In an interview published Tuesday in The Times (London), the 58-year-old Son said that the huge investments SoftBank will make in the British chip design giant ARM Holdings (ARMHF)—which he agreed to purchase for $32 billion last week—would allow it to compete with the likes of Facebook (FB), Google (GOOGL), Apple (AAPL), and Amazon (AMZN).
According to Son, ARM’s chip designs, which already power more than 95% of the smartphones out there, will allow it to become one of the planet’s biggest tech companies as the “Internet of Things” (IoT) explodes over the next several years. SoftBank has said that it plans to at least double ARM’s U.K. headcount over the next five years.
While Son did not give a timeline as to when ARM would be fighting with tech’s biggest-of-the-big, he showed no doubt that it could.
“I’ve helped Alibaba [get] to that kind of scale,” he told The Times. “I have a feeling that ARM has a right to be that kind of scale.”
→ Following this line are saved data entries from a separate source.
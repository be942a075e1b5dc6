//! Filesystem utilities.

use std::fs;
use std::io::Write;
use std::path::{Path, PathBuf};

use anyhow::{Context, Result};
use walkdir::WalkDir;

/// Recursively copy a directory, preserving symlinks.
pub fn copy_dir_all(src: &Path, dst: &Path) -> Result<()> {
    fs::create_dir_all(dst)
        .with_context(|| format!("failed to create directory: {}", dst.display()))?;

    for entry in WalkDir::new(src).min_depth(1).sort_by_file_name() {
        let entry = entry.with_context(|| format!("failed to walk {}", src.display()))?;
        let rel = entry
            .path()
            .strip_prefix(src)
            .with_context(|| format!("{} escaped {}", entry.path().display(), src.display()))?;
        let target = dst.join(rel);
        let ty = entry.file_type();

        if ty.is_dir() {
            fs::create_dir_all(&target)
                .with_context(|| format!("failed to create directory: {}", target.display()))?;
        } else if ty.is_symlink() {
            let link = fs::read_link(entry.path())?;
            if target.exists() || target.is_symlink() {
                fs::remove_file(&target)?;
            }
            symlink(&link, &target)
                .with_context(|| format!("failed to create symlink: {}", target.display()))?;
        } else {
            fs::copy(entry.path(), &target).with_context(|| {
                format!(
                    "failed to copy {} to {}",
                    entry.path().display(),
                    target.display()
                )
            })?;
        }
    }
    Ok(())
}

/// Remove a directory and all its contents, if it exists.
pub fn remove_dir_all_if_exists(path: &Path) -> Result<()> {
    if path.exists() {
        fs::remove_dir_all(path)
            .with_context(|| format!("failed to remove directory: {}", path.display()))?;
    }
    Ok(())
}

/// Ensure a directory exists, creating it if necessary.
pub fn ensure_dir(path: &Path) -> Result<()> {
    if !path.exists() {
        fs::create_dir_all(path)
            .with_context(|| format!("failed to create directory: {}", path.display()))?;
    }
    Ok(())
}

/// Read a file to string, with nice error messages.
pub fn read_to_string(path: &Path) -> Result<String> {
    fs::read_to_string(path).with_context(|| format!("failed to read file: {}", path.display()))
}

/// Write a string to a file, creating parent directories if needed.
pub fn write_string(path: &Path, contents: &str) -> Result<()> {
    if let Some(parent) = path.parent() {
        ensure_dir(parent)?;
    }
    fs::write(path, contents).with_context(|| format!("failed to write file: {}", path.display()))
}

/// Write bytes through a sibling temp file and rename it into place.
///
/// Readers never observe a partially written file.
pub fn write_atomic(path: &Path, contents: &[u8]) -> std::io::Result<()> {
    let parent = path.parent().unwrap_or_else(|| Path::new("."));
    fs::create_dir_all(parent)?;
    let mut tmp = tempfile::NamedTempFile::new_in(parent)?;
    tmp.write_all(contents)?;
    tmp.flush()?;
    tmp.persist(path).map_err(|e| e.error)?;
    Ok(())
}

/// Resolve `path` against `base` unless it is already absolute.
pub fn resolve_against(base: &Path, path: impl AsRef<Path>) -> PathBuf {
    let path = path.as_ref();
    if path.is_absolute() {
        path.to_path_buf()
    } else {
        base.join(path)
    }
}

/// Get the relative path from `base` to `path`.
pub fn relative_path(base: &Path, path: &Path) -> PathBuf {
    pathdiff::diff_paths(path, base).unwrap_or_else(|| path.to_path_buf())
}

#[cfg(unix)]
fn symlink(src: &Path, dst: &Path) -> std::io::Result<()> {
    std::os::unix::fs::symlink(src, dst)
}

#[cfg(windows)]
fn symlink(src: &Path, dst: &Path) -> std::io::Result<()> {
    if src.is_dir() {
        std::os::windows::fs::symlink_dir(src, dst)
    } else {
        std::os::windows::fs::symlink_file(src, dst)
    }
}
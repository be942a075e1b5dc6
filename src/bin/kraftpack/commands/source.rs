//! `kraftpack source` command

use anyhow::Result;

use crate::cli::{SourceArgs, SourceCommands};
use kraftpack::catalog::default_registry;
use kraftpack::ops;
use kraftpack::util::{GlobalContext, Shell, Status};

pub fn execute(args: SourceArgs, shell: &Shell) -> Result<()> {
    let ctx = GlobalContext::new()?;
    let registry = default_registry(&ctx)?;
    let config_path = ctx.config_path();

    match args.command {
        SourceCommands::Add { uri } => {
            if ops::add_source(&config_path, &registry, &uri)? {
                shell.status(Status::Added, &uri);
            } else {
                shell.note(format!("{} is already a source", uri));
            }
        }
        SourceCommands::Remove { uri } => {
            if ops::remove_source(&config_path, &registry, &uri)? {
                shell.status(Status::Removed, &uri);
            } else {
                shell.note(format!("{} is not a configured source", uri));
            }
        }
        SourceCommands::List => {
            for source in ops::list_sources(&registry) {
                println!("{}", source);
            }
        }
    }

    Ok(())
}
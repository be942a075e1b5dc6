//! Root filesystem to initramfs materialization.
//!
//! A rootfs spec is a directory, a Dockerfile or an existing archive
//! (`.cpio`, `.tar`, `.tar.gz`, `.tgz`). Each is turned into one `newc`
//! cpio archive at a per-architecture path under the build directory, with
//! a content-keyed cache in front of the work.

pub mod cache;
pub mod cpio;
pub mod dockerfile;

use std::collections::BTreeMap;
use std::path::{Path, PathBuf};

use anyhow::{bail, Context, Result};

use crate::core::component::VENDOR_DIR;
use crate::core::errors::KraftError;
use crate::core::project::build_dir;
use crate::scheduler::CancelToken;
use crate::util::fs::{resolve_against, write_atomic};
use crate::util::hash::{sha256_file, Fingerprint};

pub use cache::{RootfsCache, RootfsMeta};
pub use dockerfile::{DockerCli, ImageExporter};

/// What a rootfs spec points at.
#[derive(Debug, Clone, PartialEq, Eq)]
pub enum RootfsSource {
    Directory(PathBuf),
    Dockerfile(PathBuf),
    Cpio(PathBuf),
    Tarball(PathBuf),
}

impl RootfsSource {
    /// Classify `spec`, resolved against `workdir`.
    pub fn classify(spec: &str, workdir: &Path) -> Result<Self> {
        let path = resolve_against(workdir, spec);
        if !path.exists() {
            bail!("rootfs not found: {}", path.display());
        }
        if path.is_dir() {
            return Ok(RootfsSource::Directory(path));
        }
        if dockerfile::is_dockerfile(spec) {
            return Ok(RootfsSource::Dockerfile(path));
        }

        let name = path.to_string_lossy().to_lowercase();
        if name.ends_with(".cpio") || name.ends_with(".cpio.gz") {
            Ok(RootfsSource::Cpio(path))
        } else if name.ends_with(".tar") || name.ends_with(".tar.gz") || name.ends_with(".tgz") {
            Ok(RootfsSource::Tarball(path))
        } else {
            bail!("unsupported rootfs: {}", path.display())
        }
    }
}

#[derive(Debug, Clone)]
pub struct RootfsOptions {
    pub workdir: PathBuf,
    /// Defaults to `<workdir>/.unikraft/rootfs-cache`.
    pub cache_dir: Option<PathBuf>,
    pub architecture: String,
    pub compress: bool,
    /// Defaults to [`output_path`].
    pub output: Option<PathBuf>,
    pub cancel: CancelToken,
}

impl RootfsOptions {
    pub fn new(workdir: impl Into<PathBuf>, architecture: impl Into<String>) -> Self {
        RootfsOptions {
            workdir: workdir.into(),
            cache_dir: None,
            architecture: architecture.into(),
            compress: false,
            output: None,
            cancel: CancelToken::new(),
        }
    }

    pub fn compress(mut self, compress: bool) -> Self {
        self.compress = compress;
        self
    }

    fn output(&self) -> PathBuf {
        self.output
            .clone()
            .unwrap_or_else(|| output_path(&self.workdir, &self.architecture, self.compress))
    }

    fn cache(&self) -> RootfsCache {
        RootfsCache::new(
            self.cache_dir
                .clone()
                .unwrap_or_else(|| default_cache_dir(&self.workdir)),
        )
    }
}

/// A materialized initramfs and the defaults found in its source.
#[derive(Debug, Clone, Default)]
pub struct Rootfs {
    /// `None` when no rootfs was requested.
    pub path: Option<PathBuf>,
    pub command: Vec<String>,
    pub env: BTreeMap<String, String>,
    /// Served from the cache without rebuilding.
    pub cached: bool,
}

pub fn output_path(workdir: &Path, architecture: &str, compress: bool) -> PathBuf {
    let ext = if compress { "cpio.gz" } else { "cpio" };
    build_dir(workdir).join(format!("initramfs-{}.{}", architecture, ext))
}

pub fn default_cache_dir(workdir: &Path) -> PathBuf {
    workdir.join(VENDOR_DIR).join("rootfs-cache")
}

/// Turn `spec` into an initramfs. An empty spec does nothing.
pub fn build(spec: &str, opts: &RootfsOptions, exporter: &dyn ImageExporter) -> Result<Rootfs> {
    if spec.trim().is_empty() {
        return Ok(Rootfs::default());
    }

    let source = RootfsSource::classify(spec, &opts.workdir)?;
    let key = cache_key(&source, opts)?;
    let cache = opts.cache();
    let output = opts.output();

    if let Some(hit) = cache.lookup(&key, opts.compress) {
        tracing::debug!("rootfs cache hit for {} ({})", spec, &key[..16]);
        publish(&hit.archive, &output)?;
        return Ok(Rootfs {
            path: Some(output),
            command: hit.meta.command,
            env: hit.meta.env,
            cached: true,
        });
    }

    tracing::info!("Building initramfs from {} for {}", spec, opts.architecture);
    opts.cancel.check()?;
    let (archive, meta) = materialize(&source, opts, exporter)?;
    let data = if opts.compress {
        cpio::gzip(&archive)?
    } else {
        archive
    };

    let stored = cache.store(&key, opts.compress, &data, &meta)?;
    publish(&stored, &output)?;

    Ok(Rootfs {
        path: Some(output),
        command: meta.command,
        env: meta.env,
        cached: false,
    })
}

fn cache_key(source: &RootfsSource, opts: &RootfsOptions) -> Result<String> {
    let mut fp = Fingerprint::new();
    match source {
        RootfsSource::Directory(dir) => {
            fp.update_str("dir");
            cache::fingerprint_dir(&mut fp, dir, &own_outputs(dir, opts))?;
        }
        RootfsSource::Dockerfile(file) => {
            fp.update_str("dockerfile");
            fp.update_str(&sha256_file(file)?);
            if let Some(context) = file.parent() {
                let skip = [context.join(VENDOR_DIR), context.join(".git")];
                cache::fingerprint_dir(&mut fp, context, &skip)?;
            }
        }
        RootfsSource::Cpio(file) | RootfsSource::Tarball(file) => {
            fp.update_str("archive");
            fp.update_str(&sha256_file(file)?);
        }
    }
    fp.update_str(&opts.architecture).update_bool(opts.compress);
    Ok(fp.finish())
}

/// Paths under `dir` that a build writes: the vendor dir, the cache and the output.
fn own_outputs(dir: &Path, opts: &RootfsOptions) -> Vec<PathBuf> {
    [
        opts.workdir.join(VENDOR_DIR),
        opts.cache().dir().to_path_buf(),
        opts.output(),
    ]
    .into_iter()
    .filter(|p| p.starts_with(dir))
    .collect()
}

/// Produce an uncompressed cpio archive for `source`.
fn materialize(
    source: &RootfsSource,
    opts: &RootfsOptions,
    exporter: &dyn ImageExporter,
) -> Result<(Vec<u8>, RootfsMeta)> {
    match source {
        RootfsSource::Directory(dir) => {
            let archive = cpio::from_dir(dir, &own_outputs(dir, opts))?;
            Ok((archive, RootfsMeta::default()))
        }
        RootfsSource::Tarball(file) => {
            let data =
                std::fs::read(file).with_context(|| format!("failed to read {}", file.display()))?;
            Ok((cpio::from_tar(&data)?, RootfsMeta::default()))
        }
        RootfsSource::Cpio(file) => {
            let data =
                std::fs::read(file).with_context(|| format!("failed to read {}", file.display()))?;
            let data = if crate::util::archive::is_gzip(&data) {
                let mut plain = Vec::new();
                std::io::Read::read_to_end(
                    &mut flate2::read::GzDecoder::new(data.as_slice()),
                    &mut plain,
                )
                .with_context(|| format!("failed to decompress {}", file.display()))?;
                plain
            } else {
                data
            };
            cpio::list_entries(&data)
                .with_context(|| format!("invalid initramfs {}", file.display()))?;
            Ok((data, RootfsMeta::default()))
        }
        RootfsSource::Dockerfile(file) => {
            let contents = std::fs::read_to_string(file)
                .with_context(|| format!("failed to read {}", file.display()))?;
            let directives = dockerfile::Directives::parse(&contents);
            let context = file.parent().unwrap_or(opts.workdir.as_path());

            let tmp = tempfile::tempdir().context("failed to create export directory")?;
            let exported = tmp.path().join("rootfs.tar");
            exporter
                .export(file, context, &opts.architecture, &exported, &opts.cancel)
                .map_err(|e| KraftError::external("image export", file.display().to_string(), e))?;
            let data = std::fs::read(&exported)
                .with_context(|| format!("exporter produced no tarball for {}", file.display()))?;

            let meta = RootfsMeta {
                command: directives.argv(),
                env: directives.env,
            };
            Ok((cpio::from_tar(&data)?, meta))
        }
    }
}

/// Copy the cached archive to `output` unless it is already identical.
fn publish(archive: &Path, output: &Path) -> Result<()> {
    let data = std::fs::read(archive)
        .with_context(|| format!("failed to read {}", archive.display()))?;
    if std::fs::read(output).is_ok_and(|existing| existing == data) {
        return Ok(());
    }
    write_atomic(output, &data).map_err(|e| KraftError::cache_write(output, e))
}

#[cfg(test)]
mod tests {
    use super::*;
    use crate::test_support::{rootfs_tree, write_file, DirExporter};
    use tempfile::TempDir;

    #[test]
    fn test_empty_spec_is_noop() {
        let tmp = TempDir::new().unwrap();
        let out = build("", &RootfsOptions::new(tmp.path(), "x86_64"), &DockerCli).unwrap();
        assert!(out.path.is_none());
        assert!(!tmp.path().join(VENDOR_DIR).exists());
    }

    #[test]
    fn test_missing_rootfs_names_path() {
        let tmp = TempDir::new().unwrap();
        let err = build("./nope", &RootfsOptions::new(tmp.path(), "x86_64"), &DockerCli)
            .unwrap_err();
        assert!(err.to_string().contains("nope"));
    }

    #[test]
    fn test_directory_build_is_deterministic_and_cached() {
        let tmp = TempDir::new().unwrap();
        rootfs_tree(tmp.path());
        let opts = RootfsOptions::new(tmp.path(), "x86_64");

        let first = build("./rootfs", &opts, &DockerCli).unwrap();
        let path = first.path.clone().unwrap();
        assert!(!first.cached);
        assert_eq!(path, tmp.path().join(".unikraft/build/initramfs-x86_64.cpio"));
        let bytes = std::fs::read(&path).unwrap();

        let second = build("./rootfs", &opts, &DockerCli).unwrap();
        assert!(second.cached);
        assert_eq!(std::fs::read(&path).unwrap(), bytes);
    }

    #[test]
    fn test_workdir_as_rootfs_leaves_out_own_outputs() {
        let tmp = TempDir::new().unwrap();
        write_file(&tmp.path().join("etc/hostname"), "unikernel\n");
        let opts = RootfsOptions::new(tmp.path(), "x86_64");

        let first = build(".", &opts, &DockerCli).unwrap();
        let path = first.path.unwrap();
        let bytes = std::fs::read(&path).unwrap();
        let names = cpio::list_entries(&bytes).unwrap();
        assert!(names.iter().all(|n| !n.starts_with(VENDOR_DIR)));

        let second = build(".", &opts, &DockerCli).unwrap();
        assert!(second.cached);
        assert_eq!(std::fs::read(&path).unwrap(), bytes);
    }

    #[test]
    fn test_architectures_do_not_collide() {
        let tmp = TempDir::new().unwrap();
        rootfs_tree(tmp.path());

        let x86 = build("rootfs", &RootfsOptions::new(tmp.path(), "x86_64"), &DockerCli).unwrap();
        let arm = build("rootfs", &RootfsOptions::new(tmp.path(), "arm64"), &DockerCli).unwrap();
        assert_ne!(x86.path, arm.path);
        assert!(!arm.cached);
    }

    #[test]
    fn test_content_change_invalidates_cache() {
        let tmp = TempDir::new().unwrap();
        let root = rootfs_tree(tmp.path());
        let opts = RootfsOptions::new(tmp.path(), "x86_64").compress(true);

        build("rootfs", &opts, &DockerCli).unwrap();
        write_file(&root.join("etc/motd"), "hello\n");
        let rebuilt = build("rootfs", &opts, &DockerCli).unwrap();
        assert!(!rebuilt.cached);
        assert!(rebuilt.path.unwrap().to_string_lossy().ends_with(".cpio.gz"));
    }

    #[test]
    fn test_dockerfile_extracts_defaults() {
        let tmp = TempDir::new().unwrap();
        let image_root = rootfs_tree(tmp.path());
        write_file(
            &tmp.path().join("image/Dockerfile"),
            "FROM scratch\nENV GREETING=hi\nCMD [\"/usr/bin/app\"]\n",
        );
        let exporter = DirExporter::new(image_root);
        let mut opts = RootfsOptions::new(tmp.path(), "x86_64");
        opts.cache_dir = Some(tmp.path().join("cache"));

        let out = build("image/Dockerfile", &opts, &exporter).unwrap();
        assert_eq!(out.command, vec!["/usr/bin/app"]);
        assert_eq!(out.env["GREETING"], "hi");
        let names = cpio::list_entries(&std::fs::read(out.path.unwrap()).unwrap()).unwrap();
        assert!(names.contains(&"usr/bin/app".to_string()));

        let again = build("image/Dockerfile", &opts, &exporter).unwrap();
        assert!(again.cached);
        assert_eq!(again.command, vec!["/usr/bin/app"]);
        assert_eq!(exporter.calls(), 1);
    }

    #[test]
    fn test_cpio_input_is_validated() {
        let tmp = TempDir::new().unwrap();
        write_file(&tmp.path().join("bad.cpio"), "garbage");
        assert!(build("bad.cpio", &RootfsOptions::new(tmp.path(), "x86_64"), &DockerCli).is_err());
    }
}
Son also addressed Brexit and suggestions that he’d bought ARM when he did because the drop in the value of the pound had made it cheaper.
“I did not calculate the political change,” he told The Times. “I’m looking at the technological shift. I was looking at Arm for ten years. For me, the more important factor was, ‘when do I have enough cash?’”
While the pound lost value after the Brexit vote, he noted, ARM’s stock price rose, removing any currency advantage.
And, he added, he did not worry too much about the long-term future of Britain. “I’m still committed to the success of the U.K. and the belief of the strong intelligence and passion and determination of the British people,” he said. “I’m a strong believer of their long-term historical success.”
Fortune has reached out to SoftBank for additional comment and will update the story with a reply.